IF however the same condition was present on the clutch when the old transmission was in (and the transmission was changed trying to fix this issue to no avail), then you would only expect a faulty master cylinder (the plastic tube that is mounted to the clutch pedal and has the hydraulic line coming off it).
Customer: replied 1 year ago.
Ok thanks Ima try it again tomorrow
Customer: replied 1 year ago.
the reason that I changed the transmission was cause my first gear wasn't grabbing and my fourth was grinding plus I had to change the clutch already
Expert:  Doug replied 1 year ago.
Sounds good. With the clutch working fine before, there really isn't too much to consider apart from those things.... it worked before and not after, so just the new parts (in this case the slave cylinder on the used transmission) and the hydraulic lines (having air in them etc) are it. The only other variable is if the clutch disc is put in back ward... however when that is done it is usually pretty noisy so you would normally know right away if that is it :)
I think it is pretty unlikely you had an existing master issue or anything like that, since you were only having a specific gear issue etc. Possible, but very unlikely to not affect all gears.
If you need help tomorrow I will be here.

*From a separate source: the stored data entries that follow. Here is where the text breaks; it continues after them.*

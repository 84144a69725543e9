use clap::Parser;
use owotrack_client::domain::models::{AppEvent, ConnectionStatus, MessageSeverity};
use owotrack_client::domain::settings::SettingsService;
use owotrack_client::infrastructure::hardware::HeadlessHardware;
use owotrack_client::infrastructure::logging;
use owotrack_client::TrackingService;
use std::sync::{Arc, Mutex};
use tokio::sync::mpsc;
use tracing::{error, info, warn};

/// Stream this device as an owoTrack / SlimeVR tracker
#[derive(Debug, Parser)]
#[command(version, about)]
struct Args {
    /// Server IP or hostname (defaults to the last used one)
    #[arg(long)]
    ip: Option<String>,

    /// Server UDP port (defaults to the last used one)
    #[arg(long)]
    port: Option<u16>,

    /// Do not use the magnetometer for orientation
    #[arg(long)]
    no_magnetometer: bool,

    /// Log level override, e.g. "debug"
    #[arg(long)]
    log_level: Option<String>,
}

#[tokio::main]
async fn main() -> anyhow::Result<()> {
    let args = Args::parse();

    let settings_service = SettingsService::new()?;
    let mut log_settings = settings_service.get().log_settings.clone();
    if let Some(level) = &args.log_level {
        log_settings.level = level.clone();
    }
    let _logging_guard = logging::init_logger(&log_settings)?;
    info!("Starting OwOTrack client");

    let ip = args
        .ip
        .unwrap_or_else(|| settings_service.get().server_ip.clone());
    let port = args.port.unwrap_or(settings_service.get().server_port);
    let use_magnetometer = !args.no_magnetometer && settings_service.get().use_magnetometer;

    let settings = Arc::new(Mutex::new(settings_service));
    let (ui_tx, mut ui_rx) = mpsc::unbounded_channel();
    let service = TrackingService::new(settings, Arc::new(HeadlessHardware), ui_tx);

    let starter = service.clone();
    tokio::spawn(async move {
        if let Err(e) = starter.start(&ip, port, use_magnetometer).await {
            error!("Connection failed: {}", e);
        }
    });

    loop {
        tokio::select! {
            _ = tokio::signal::ctrl_c() => {
                info!("Interrupted, disconnecting");
                service.stop();
                break;
            }
            event = ui_rx.recv() => match event {
                Some(AppEvent::LogMessage(msg)) => match msg.severity {
                    MessageSeverity::Error => error!("{}", msg.message),
                    MessageSeverity::Warning => warn!("{}", msg.message),
                    MessageSeverity::Info | MessageSeverity::Success => info!("{}", msg.message),
                },
                Some(AppEvent::LogCleared) => {}
                Some(AppEvent::ConnectionStatus(ConnectionStatus::Unconnected)) => {
                    info!("Tracker disconnected");
                    break;
                }
                Some(AppEvent::ConnectionStatus(status)) => info!("Status: {:?}", status),
                Some(AppEvent::MagnetometerToggled(enabled)) => {
                    info!("Magnetometer {}", if enabled { "enabled" } else { "disabled" })
                }
                None => break,
            }
        }
    }

    // Let the session flush its last log lines
    while let Ok(AppEvent::LogMessage(msg)) = ui_rx.try_recv() {
        info!("{}", msg.message);
    }
    Ok(())
}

Customer: replied 1 year ago.
Ok thanks
Expert:  Doug replied 1 year ago.
You're welcome!
Customer: replied 1 year ago.
Hi sorry been too busy at work haven't had time to work on the car but today I tried again to bleed the clutch and again it just worked for a bit and stop grabbing gears
Expert:  Doug replied 1 year ago.
If you are able to bleed it and get operation, your only possible causes here are either a bad slave cylinder or a bad master cylinder.
A bad slave cylinder will leak fluid out pretty much without exception. It is extremely difficult to have one fail without having an external leak. If you are seeing fluid on the bottom of the transmission where it joins the engine etc, then the slave cylinder is failed.
If you are not seeing any fluid loss at all, then barring anything obvious like you aren't getting the bleed screw tight etc you will be looking at a bad master cylinder. The master cylinder will cause you to re-introduce air into the system -without- any external leaks due to internal seal failure. If you bleed the system and it works OK then after a few shifts etc you lose clutch again, this is the master cylinder internally aerating. Replacement of the master cylinder is the only option at that point (the part of the system attached to the clutch pedal, where the hydraulic line is attached). Given your symptoms prior to the transmission replacement, it sounds like this may have been on its way out to begin with.